use super::*;
use mt_core::Value;
use tempfile::TempDir;

fn dir_with_files() -> TempDir {
    let dir = TempDir::new().unwrap();
    std::fs::write(dir.path().join("tasks.csv"), "id,a\n1,10\n2,20\n3,30\n").unwrap();
    std::fs::write(
        dir.path().join("people.json"),
        "[{\"name\": \"ann\", \"age\": 31}, {\"name\": \"bo\", \"age\": 7}]",
    )
    .unwrap();
    std::fs::write(dir.path().join("notes.txt"), "hello").unwrap();
    dir
}

#[tokio::test]
async fn test_lists_only_allowed_files() {
    let dir = dir_with_files();
    let src = FileSource::new("files", dir.path()).unwrap();
    assert_eq!(
        src.list_relations().await.unwrap(),
        vec!["people.json", "tasks.csv"]
    );
}

#[tokio::test]
async fn test_fetch_csv_by_full_name_and_stem() {
    let dir = dir_with_files();
    let src = FileSource::new("files", dir.path()).unwrap();
    let full = src.fetch("tasks.csv", &[]).await.unwrap();
    assert_eq!(full.column_names(), vec!["id", "a"]);
    assert_eq!(full.len(), 3);
    let stem = src.fetch("tasks", &["a".to_string()]).await.unwrap();
    assert_eq!(stem.column_names(), vec!["a"]);
    assert_eq!(stem.rows[2][0], Value::Integer(30));
}

#[tokio::test]
async fn test_fetch_json() {
    let dir = dir_with_files();
    let src = FileSource::new("files", dir.path()).unwrap();
    let batch = src.fetch("people", &[]).await.unwrap();
    assert_eq!(batch.len(), 2);
    assert_eq!(batch.get(0, "name"), Some(&Value::from("ann")));
}

#[tokio::test]
async fn test_unsupported_extension_names_allowed_ones() {
    let dir = dir_with_files();
    let src = FileSource::new("files", dir.path()).unwrap();
    let err = src.fetch("notes.txt", &[]).await.unwrap_err();
    assert!(matches!(err, DbError::UnsupportedFileType { .. }));
    assert_eq!(err.kind(), mt_core::ErrorKind::Validation);
    let msg = err.to_string();
    assert!(msg.contains(".csv, .json, .parquet"), "{msg}");

    let err = src.fetch("missing.xlsx", &[]).await.unwrap_err();
    assert!(matches!(err, DbError::UnsupportedFileType { .. }));
}

#[tokio::test]
async fn test_missing_relation() {
    let dir = dir_with_files();
    let src = FileSource::new("files", dir.path()).unwrap();
    assert!(matches!(
        src.fetch("orders", &[]).await,
        Err(DbError::TableNotFound(_))
    ));
    assert!(!src.has_relation("orders").await.unwrap());
    assert!(src.has_relation("TASKS").await.unwrap());
}

#[tokio::test]
async fn test_describe_csv() {
    let dir = dir_with_files();
    let src = FileSource::new("files", dir.path()).unwrap();
    let cols = src.describe("tasks.csv").await.unwrap();
    assert_eq!(cols.len(), 2);
    assert_eq!(cols[0].0, "id");
    assert_eq!(cols[0].1, ScalarType::Integer);
}

#[test]
fn test_rejects_non_directory() {
    let dir = dir_with_files();
    assert!(FileSource::new("files", &dir.path().join("tasks.csv")).is_err());
}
-------
_Aim of the exercise:_ Provide the count of lines holding the word "Integer" in these entries, and no other words.

_Result:_ 2